CUP and telecom operators have long discovered the potential of NFC in mobile payment. The three telecom operators all obtained third-party payment licenses after the central bank opened the country's payment market in 2011.

The growing penetration of smartphones and tablets, and the booming online retail sector have fueled online and mobile payment activities. Data from the country's central bank shows that mobile payments reached 9.64 trillion yuan in 2013, up a whopping 300 percent from the previous year. The robust growth shows no sign of abating, as almost 4 trillion yuan of transactions were made over mobile Internet during the first quarter.

After years of sparring over technical standards of NFC payment that causes confusion among hardware manufacturers and merchants, both telecom operators and CUP agreed on standards in 2012 and launched a coordinated effort to promote NFC in mobile payment.

"Fragmentation comes from everybody doing things their own way," Hanna said. "In China, NFC starts with an agreement among market players and technology favoring consumer protection."

However, last year NFC payment only accounted for a meager 1.6 percent of China's ever-growing volume of mobile payment.

According to technology and market research company Forrester, the mobile proximity payment market, which includes NFC payment, is still far from the point of breakthrough.

This could be attributed to the popularity of QR-based payment that took the mobile payment market by storm last year. Yet the fact that QR-based payment fell out of the regulator's favor did not clear all the barriers for NFC to take off.

And for Internet firms that used to thrive on QR-code based payment, the future of the mobile payment market does not seem to be reserved exclusively for NFC.

"No single payment solution can prevail over others, because offline payment scenarios vary dramatically," said Zhang Daosheng, a spokesman for Alibaba's payment subsidiary Alipay.

"There's payment made through fingerprint, voice and even iris, and NFC is just one of those that will coexist in the market going forward," he said.

Analysts say NFC's slow uptake in China is mainly due to the work it takes to have offline infrastructure in place as well as consumer and merchant education.

"It's a business that requires consideration for consumer experience, and the level of coordination required among all players in the NFC ecosystem is the highest of all the viable solutions we have on the market," Alipay's Zhang said.

In practice, consumers need to have an NFC-enabled smartphone to pay, and merchants need Point-of-Sale (POS) terminals that accept such payments.

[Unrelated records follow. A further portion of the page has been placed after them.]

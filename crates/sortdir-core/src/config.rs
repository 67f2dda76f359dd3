use std::fs;
use std::path::{Path, PathBuf};

use glob::Pattern;
use serde::{Deserialize, Serialize};

use crate::category::{CategoryConfigEntry, CategoryTable};
use crate::error::{Result, SortdirError};

const CONFIG_DIR: &str = "sortdir";
const CONFIG_FILE: &str = "config.toml";

/// Default config template with rich comments
const DEFAULT_CONFIG_TEMPLATE: &str = r#"# sortdir configuration file

# Drop the builtin categories (Images, Documents, Audio, Video, Archives, Code)
# and use only the [[categories]] below.
# Default: false
replace_builtin = false

# File name patterns to leave in place (glob syntax)
# Default: []
# Example: skip = [".DS_Store", "*.part", "desktop.ini"]
skip = []

# Extra categories, checked after the builtin ones.
# A category with a builtin name replaces that builtin in place.
#
# [[categories]]
# name = "Ebooks"
# extensions = [".epub", ".mobi", ".azw3"]
"#;

/// Global configuration
#[derive(Debug, Clone, Default, PartialEq, Eq, Serialize, Deserialize)]
pub struct Config {
    /// Start from an empty table instead of the builtin one
    #[serde(default)]
    pub replace_builtin: bool,

    /// Glob patterns matched against file names; matching entries are left alone
    #[serde(default)]
    pub skip: Vec<String>,

    /// Category overrides and additions, in lookup order
    #[serde(default)]
    pub categories: Vec<CategoryConfigEntry>,
}

impl Config {
    /// Load config from a file; a missing file yields the defaults.
    pub fn load(path: &Path) -> Result<Self> {
        if !path.exists() {
            return Ok(Self::default());
        }

        let content = fs::read_to_string(path)?;
        Self::parse(&content, path)
    }

    fn parse(content: &str, path: &Path) -> Result<Self> {
        toml::from_str(content).map_err(|e| SortdirError::ConfigParse {
            path: path.to_path_buf(),
            message: e.to_string(),
        })
    }

    /// Save config to a file, creating parent directories.
    pub fn save(&self, path: &Path) -> Result<()> {
        if let Some(parent) = path.parent() {
            fs::create_dir_all(parent)?;
        }
        fs::write(path, self.to_toml(path)?)?;
        Ok(())
    }

    /// Render as TOML
    pub fn to_toml(&self, path: &Path) -> Result<String> {
        toml::to_string_pretty(self).map_err(|e| SortdirError::ConfigParse {
            path: path.to_path_buf(),
            message: e.to_string(),
        })
    }

    /// Default config file location (`<config dir>/sortdir/config.toml`)
    pub fn default_path() -> Result<PathBuf> {
        let dir = dirs::config_dir().ok_or(SortdirError::ConfigDirNotFound)?;
        Ok(dir.join(CONFIG_DIR).join(CONFIG_FILE))
    }

    /// Write the commented default template unless a file already exists.
    pub fn init(path: &Path) -> Result<PathBuf> {
        if let Some(parent) = path.parent() {
            fs::create_dir_all(parent)?;
        }

        if !path.exists() {
            fs::write(path, DEFAULT_CONFIG_TEMPLATE)?;
        }

        Ok(path.to_path_buf())
    }

    /// Effective category table
    pub fn category_table(&self) -> Result<CategoryTable> {
        let base = if self.replace_builtin {
            CategoryTable::empty()
        } else {
            CategoryTable::builtin()
        };
        base.with_config(&self.categories)
    }

    /// Compiled skip patterns
    pub fn skip_patterns(&self) -> Result<Vec<Pattern>> {
        self.skip
            .iter()
            .map(|p| Pattern::new(p).map_err(SortdirError::from))
            .collect()
    }
}

#[cfg(test)]
mod tests {
    use super::*;
    use tempfile::TempDir;

    #[test]
    fn test_missing_file_is_default() {
        let tmp = TempDir::new().unwrap();
        let config = Config::load(&tmp.path().join("nope.toml")).unwrap();
        assert_eq!(config, Config::default());
        assert_eq!(config.category_table().unwrap(), CategoryTable::builtin());
    }

    #[test]
    fn test_template_parses() {
        let config = Config::parse(DEFAULT_CONFIG_TEMPLATE, Path::new("template")).unwrap();
        assert_eq!(config, Config::default());
    }

    #[test]
    fn test_init_does_not_overwrite() {
        let tmp = TempDir::new().unwrap();
        let path = tmp.path().join("sortdir/config.toml");

        Config::init(&path).unwrap();
        assert!(path.exists());

        fs::write(&path, "replace_builtin = true\n").unwrap();
        Config::init(&path).unwrap();
        assert!(Config::load(&path).unwrap().replace_builtin);
    }

    #[test]
    fn test_categories_in_file_order() {
        let content = r#"
skip = [".DS_Store"]

[[categories]]
name = "Ebooks"
extensions = ["EPUB", ".mobi"]

[[categories]]
name = "Images"
extensions = [".jpg"]
"#;
        let config = Config::parse(content, Path::new("test.toml")).unwrap();
        let table = config.category_table().unwrap();

        assert_eq!(table.names()[0], "Images");
        assert_eq!(table.get("Images").unwrap().extensions, vec![".jpg"]);
        assert_eq!(table.names().last(), Some(&"Ebooks"));
        assert_eq!(config.skip_patterns().unwrap().len(), 1);
    }

    #[test]
    fn test_replace_builtin() {
        let content = r#"
replace_builtin = true

[[categories]]
name = "Raw"
extensions = [".cr2", ".nef"]
"#;
        let config = Config::parse(content, Path::new("test.toml")).unwrap();
        let table = config.category_table().unwrap();
        assert_eq!(table.names(), vec!["Raw"]);
    }

    #[test]
    fn test_parse_error_names_file() {
        let err = Config::parse("skip = 3", Path::new("bad.toml")).unwrap_err();
        match err {
            SortdirError::ConfigParse { path, .. } => assert_eq!(path, PathBuf::from("bad.toml")),
            other => panic!("unexpected error: {:?}", other),
        }
    }

    #[test]
    fn test_invalid_skip_pattern() {
        let config = Config {
            skip: vec!["[".to_string()],
            ..Config::default()
        };
        assert!(matches!(
            config.skip_patterns(),
            Err(SortdirError::InvalidPattern(_))
        ));
    }

    #[test]
    fn test_save_and_load() {
        let tmp = TempDir::new().unwrap();
        let path = tmp.path().join("nested/config.toml");
        let config = Config {
            replace_builtin: false,
            skip: vec!["*.part".to_string()],
            categories: vec![CategoryConfigEntry {
                name: "Fonts".to_string(),
                extensions: vec![".ttf".to_string()],
            }],
        };

        config.save(&path).unwrap();
        assert_eq!(Config::load(&path).unwrap(), config);
    }
}
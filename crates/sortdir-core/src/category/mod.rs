//! # Category Module
//!
//! Groups files into named buckets ("Images", "Documents", ...) by extension.
//!
//! ## Module layout
//!
//! - `builtin`: builtin category definitions
//! - `table`: ordered runtime table (builtin + config)
//! - `classifier`: extension lookup
//!
//! ## Example
//!
//! ```rust
//! use sortdir_core::category::{CategoryClassifier, CategoryTable};
//!
//! let classifier = CategoryClassifier::new(CategoryTable::builtin());
//! assert_eq!(classifier.pick_category(".JPG"), "Images");
//! assert_eq!(classifier.pick_category(".xyz"), "Other");
//! ```
//!
//! When two categories list the same extension, the one earlier in the
//! table wins. Config entries that add a category are appended, so they
//! never take an extension away from a builtin one unless they replace it by name.

mod builtin;
mod classifier;
mod table;

pub use builtin::{BuiltinCategory, CategoryDef, BUILTIN_CATEGORIES, FALLBACK_CATEGORY};
pub use classifier::{extension_of, CategoryClassifier};
pub use table::{
    normalize_extension, validate_category_name, CategoryConfigEntry, CategoryTable,
};
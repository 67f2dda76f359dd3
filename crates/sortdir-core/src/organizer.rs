use std::collections::{BTreeMap, HashSet};
use std::ffi::OsString;
use std::fs;
use std::io;
use std::path::{Path, PathBuf};

use glob::Pattern;
use serde::Serialize;
use tracing::{debug, info, warn};
use walkdir::WalkDir;

use crate::category::{extension_of, CategoryClassifier};
use crate::config::Config;
use crate::error::{Result, SortdirError};
use crate::placement::place;

/// Callback type for per-entry progress reporting
pub type EntryCallback<'a> = Option<&'a dyn Fn(EntryStatus, &str)>;

#[derive(Debug, Clone, Copy, PartialEq, Eq)]
pub enum EntryStatus {
    Moved,
    WouldMove,
    Skipped,
}

/// A file directly inside the folder being organized
#[derive(Debug, Clone)]
pub struct FileEntry {
    pub path: PathBuf,
    pub name: OsString,
    /// Final extension with its leading dot, `""` when there is none
    pub extension: String,
}

impl FileEntry {
    pub fn from_path(path: &Path) -> Option<Self> {
        let name = path.file_name()?.to_os_string();
        Some(Self {
            path: path.to_path_buf(),
            name,
            extension: extension_of(path),
        })
    }
}

#[derive(Debug, Clone, PartialEq, Eq, Serialize)]
pub struct PlannedMove {
    pub source: PathBuf,
    pub category: String,
    pub destination: PathBuf,
}

impl PlannedMove {
    /// `photo.jpg -> Images/photo (1).jpg`
    pub fn describe(&self) -> String {
        let from = self
            .source
            .file_name()
            .map(|n| n.to_string_lossy().into_owned())
            .unwrap_or_default();
        let to = self
            .destination
            .file_name()
            .map(|n| n.to_string_lossy().into_owned())
            .unwrap_or_default();
        format!("{} -> {}/{}", from, self.category, to)
    }
}

#[derive(Debug, Default, Serialize)]
pub struct OrganizeSummary {
    pub folder: PathBuf,
    pub dry_run: bool,
    /// Entries moved (or that would be moved in a dry run)
    pub processed: usize,
    /// Entries left in place because they matched a skip pattern
    pub skipped: usize,
    /// Per-category counts, ordered by category name
    pub counts: BTreeMap<String, usize>,
    pub moves: Vec<PlannedMove>,
}

/// Sorts the files of one folder into category subfolders
pub struct Organizer {
    classifier: CategoryClassifier,
    skip: Vec<Pattern>,
}

impl Organizer {
    pub fn new(classifier: CategoryClassifier) -> Self {
        Self {
            classifier,
            skip: Vec::new(),
        }
    }

    pub fn builtin() -> Self {
        Self::new(CategoryClassifier::builtin())
    }

    /// Build from a loaded config: category table plus skip patterns.
    pub fn from_config(config: &Config) -> Result<Self> {
        let table = config.category_table()?;
        for (ext, winner, shadowed) in table.shadowed_extensions() {
            warn!(
                "extension {} is listed by both {} and {}; {} wins",
                ext, winner, shadowed, winner
            );
        }
        Ok(Self::new(CategoryClassifier::new(table)).with_skip_patterns(config.skip_patterns()?))
    }

    pub fn with_skip_patterns(mut self, skip: Vec<Pattern>) -> Self {
        self.skip = skip;
        self
    }

    pub fn classifier(&self) -> &CategoryClassifier {
        &self.classifier
    }

    /// Organize the files directly inside `folder`
    ///
    /// Subdirectories are left alone and not descended into. With `dry_run`
    /// nothing on disk changes; the returned summary lists what would happen.
    ///
    /// Every destination is planned before the first move, so a dry run
    /// reports the same moves a real run performs, and a category path
    /// occupied by a plain file fails the run before anything is touched.
    pub fn organize(
        &self,
        folder: &Path,
        dry_run: bool,
        on_entry: EntryCallback<'_>,
    ) -> Result<OrganizeSummary> {
        validate_folder(folder)?;
        info!(folder = %folder.display(), dry_run, "organizing");

        let steps = self.plan(list_files(folder)?, folder);
        check_category_folders(folder, &steps)?;

        let mut summary = OrganizeSummary {
            folder: folder.to_path_buf(),
            dry_run,
            ..OrganizeSummary::default()
        };

        for step in steps {
            let planned = match step {
                Step::Skip(name) => {
                    if let Some(f) = on_entry {
                        f(EntryStatus::Skipped, &name);
                    }
                    summary.skipped += 1;
                    continue;
                }
                Step::Move(planned) => planned,
            };

            let status = if dry_run {
                EntryStatus::WouldMove
            } else {
                fs::create_dir_all(folder.join(&planned.category))?;
                move_file(&planned.source, &planned.destination)?;
                EntryStatus::Moved
            };

            if let Some(f) = on_entry {
                f(status, &planned.describe());
            }

            *summary.counts.entry(planned.category.clone()).or_insert(0) += 1;
            summary.processed += 1;
            summary.moves.push(planned);
        }

        info!(
            processed = summary.processed,
            skipped = summary.skipped,
            "done"
        );
        Ok(summary)
    }

    /// Decide every entry's fate without touching the disk.
    fn plan(&self, entries: Vec<FileEntry>, folder: &Path) -> Vec<Step> {
        let mut claimed: HashSet<PathBuf> = HashSet::new();
        let mut steps = Vec::with_capacity(entries.len());

        for entry in entries {
            let name = entry.name.to_string_lossy().into_owned();

            if self.is_skipped(&name) {
                debug!(file = %name, "matches a skip pattern");
                steps.push(Step::Skip(name));
                continue;
            }

            let category = self.classifier.pick_category(&entry.extension);
            let decision = place(folder, category, &entry.name, &claimed);
            debug!(
                file = %name,
                extension = %entry.extension,
                category,
                destination = %decision.destination_path.display(),
                "placement decided"
            );

            claimed.insert(decision.destination_path.clone());
            steps.push(Step::Move(PlannedMove {
                source: entry.path,
                category: decision.category,
                destination: decision.destination_path,
            }));
        }

        steps
    }

    fn is_skipped(&self, name: &str) -> bool {
        self.skip.iter().any(|p| p.matches(name))
    }
}

impl Default for Organizer {
    fn default() -> Self {
        Self::builtin()
    }
}

enum Step {
    Skip(String),
    Move(PlannedMove),
}

/// Organize `folder` with the builtin categories, reporting nothing along the way.
pub fn organize(folder: &Path, dry_run: bool) -> Result<OrganizeSummary> {
    Organizer::builtin().organize(folder, dry_run, None)
}

fn validate_folder(folder: &Path) -> Result<()> {
    if !folder.exists() {
        return Err(SortdirError::PathNotFound {
            path: folder.to_path_buf(),
        });
    }
    if !folder.is_dir() {
        return Err(SortdirError::NotADirectory {
            path: folder.to_path_buf(),
        });
    }
    Ok(())
}

/// Fail when a category this run needs is a plain file (or a link to one).
fn check_category_folders(folder: &Path, steps: &[Step]) -> Result<()> {
    let mut seen = HashSet::new();
    for step in steps {
        let Step::Move(planned) = step else {
            continue;
        };
        if !seen.insert(planned.category.as_str()) {
            continue;
        }
        let path = folder.join(&planned.category);
        if path.symlink_metadata().is_ok() && !path.is_dir() {
            return Err(SortdirError::CategoryPathBlocked { path });
        }
    }
    Ok(())
}

/// Non-directory entries directly inside `folder`, sorted by file name.
///
/// The listing is collected up front so category folders created while
/// moving never show up in it.
fn list_files(folder: &Path) -> Result<Vec<FileEntry>> {
    let mut files = Vec::new();

    for entry in WalkDir::new(folder)
        .min_depth(1)
        .max_depth(1)
        .sort_by_file_name()
    {
        let entry = entry.map_err(io::Error::from)?;
        // Symlinks to directories count as directories.
        if entry.file_type().is_dir() || entry.path().is_dir() {
            continue;
        }
        if let Some(file) = FileEntry::from_path(entry.path()) {
            files.push(file);
        }
    }

    Ok(files)
}

fn move_file(src: &Path, dst: &Path) -> io::Result<()> {
    match fs::rename(src, dst) {
        Ok(()) => Ok(()),
        Err(e) if is_cross_device(&e) => copy_then_remove(src, dst),
        Err(e) => Err(e),
    }
}

/// Fallback for moves across filesystems. Symlinks are recreated as links
/// pointing at the same target, not replaced by a copy of what they point to.
fn copy_then_remove(src: &Path, dst: &Path) -> io::Result<()> {
    if src.symlink_metadata()?.file_type().is_symlink() {
        let target = fs::read_link(src)?;
        create_symlink(&target, dst)?;
    } else {
        fs::copy(src, dst)?;
    }
    fs::remove_file(src)
}

#[cfg(unix)]
fn create_symlink(target: &Path, link: &Path) -> io::Result<()> {
    std::os::unix::fs::symlink(target, link)
}

#[cfg(windows)]
fn create_symlink(target: &Path, link: &Path) -> io::Result<()> {
    std::os::windows::fs::symlink_file(target, link)
}

#[cfg(not(any(unix, windows)))]
fn create_symlink(_target: &Path, _link: &Path) -> io::Result<()> {
    Err(io::Error::new(
        io::ErrorKind::Unsupported,
        "symlinks are not supported on this platform",
    ))
}

#[cfg(unix)]
fn is_cross_device(e: &io::Error) -> bool {
    // EXDEV
    e.raw_os_error() == Some(18)
}

#[cfg(windows)]
fn is_cross_device(e: &io::Error) -> bool {
    // ERROR_NOT_SAME_DEVICE
    e.raw_os_error() == Some(17)
}

#[cfg(not(any(unix, windows)))]
fn is_cross_device(_e: &io::Error) -> bool {
    false
}
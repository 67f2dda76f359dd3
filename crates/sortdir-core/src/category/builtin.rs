//! Builtin Category Definitions
//!
//! The default table, used whenever no config overrides it.
//! Order is significant: the first category listing an extension wins.

use serde::{Deserialize, Serialize};

/// Category for extensions that no table entry claims.
pub const FALLBACK_CATEGORY: &str = "Other";

pub const BUILTIN_CATEGORIES: &[BuiltinCategory] = &[
    BuiltinCategory {
        name: "Images",
        extensions: &[
            ".jpg", ".jpeg", ".png", ".gif", ".webp", ".bmp", ".tiff", ".heic",
        ],
    },
    BuiltinCategory {
        name: "Documents",
        extensions: &[
            ".pdf", ".doc", ".docx", ".txt", ".md", ".rtf", ".ppt", ".pptx", ".xls", ".xlsx",
        ],
    },
    BuiltinCategory {
        name: "Audio",
        extensions: &[".mp3", ".wav", ".m4a", ".aac", ".flac", ".ogg"],
    },
    BuiltinCategory {
        name: "Video",
        extensions: &[".mp4", ".mov", ".mkv", ".avi", ".wmv"],
    },
    BuiltinCategory {
        name: "Archives",
        extensions: &[".zip", ".rar", ".7z", ".tar", ".gz"],
    },
    BuiltinCategory {
        name: "Code",
        extensions: &[
            ".py", ".js", ".ts", ".java", ".cpp", ".c", ".cs", ".rb", ".go", ".rs", ".html",
            ".css", ".sql",
        ],
    },
];

/// Static builtin definition
#[derive(Debug, Clone)]
pub struct BuiltinCategory {
    /// Category name, also the name of the subfolder files are moved into
    pub name: &'static str,
    /// Lowercase extensions, leading dot included
    pub extensions: &'static [&'static str],
}

/// Runtime category definition
///
/// Built from the builtin table or from a `[[categories]]` entry of the config file.
#[derive(Debug, Clone, PartialEq, Eq, Serialize, Deserialize)]
pub struct CategoryDef {
    pub name: String,
    pub extensions: Vec<String>,
}

impl From<&BuiltinCategory> for CategoryDef {
    fn from(builtin: &BuiltinCategory) -> Self {
        Self {
            name: builtin.name.to_string(),
            extensions: builtin.extensions.iter().map(|s| s.to_string()).collect(),
        }
    }
}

"For every service provider, it's a balance between easy uptake versus a very complex ecosystem," said Pierre Lelievre, who runs Gemalto's Asia Pacific marketing communications.

To promote NFC payments, mobile operators and CUP started putting terminals in place from last year.

CUP said as of the first quarter this year it had modified more than 3 million POS terminals to make them compatible with NFC payment. It has also been expanding scenarios where consumers are tempted to pay by NFC.

It is also working on an over-the-air system called Trusted Services Management (TSM), through which a virtual bank account could be created on an NFC-SIM card by securely downloading confidential account information. So far 19 banks have joined the TSM and CUP expects participating banks to hit 100 by the end of this year.

China Mobile, the country's largest mobile operator by subscribers, is also subsidizing smartphone manufacturers 30 yuan for each NFC-enabled handset they produce.

It has also cooperated with Shanghai Pudong Development Bank to allow subscribers to pay subway fares in Shanghai using NFC enabled phones. The fare is deducted from an SPDB account hosted in a smartphone's SIM card.

The other two mobile operators have also made similar moves. Both China Unicom and China Telecom teamed up with a dozen of domestic banks for their own NFC payment scheme that complies with CUP's standards and allows phone users to pay in convenience stores, restaurants and subways.

"Tap and pay is a very intuitive action, and let's temper our expectation since all the deployments were made several months ago," said Hsin Hau Hanna, adding that the high penetration rate of NFC-compatible terminals and coordination between market players mean China is ready for scalable and interoperable services.